| Exercise aim |
How many lines below contain the word "async"? Give only the number.

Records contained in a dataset
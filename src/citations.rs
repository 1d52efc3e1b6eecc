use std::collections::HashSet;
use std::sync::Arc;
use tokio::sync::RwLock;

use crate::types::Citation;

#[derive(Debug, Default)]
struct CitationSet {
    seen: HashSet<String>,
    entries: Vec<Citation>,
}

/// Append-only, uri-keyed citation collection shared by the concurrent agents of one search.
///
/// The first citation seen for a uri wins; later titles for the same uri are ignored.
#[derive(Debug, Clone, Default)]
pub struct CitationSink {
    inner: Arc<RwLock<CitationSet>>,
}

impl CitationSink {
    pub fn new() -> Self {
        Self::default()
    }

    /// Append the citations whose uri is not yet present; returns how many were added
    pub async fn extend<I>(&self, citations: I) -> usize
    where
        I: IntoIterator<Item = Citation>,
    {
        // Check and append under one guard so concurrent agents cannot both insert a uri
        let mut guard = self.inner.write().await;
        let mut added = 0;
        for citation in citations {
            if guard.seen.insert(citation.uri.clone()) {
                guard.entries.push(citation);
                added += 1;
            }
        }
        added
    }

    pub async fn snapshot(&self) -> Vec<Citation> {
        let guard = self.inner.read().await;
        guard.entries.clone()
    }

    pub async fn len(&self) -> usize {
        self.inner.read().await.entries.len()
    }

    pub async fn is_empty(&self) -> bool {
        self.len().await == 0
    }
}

| Solution to the exercise |
4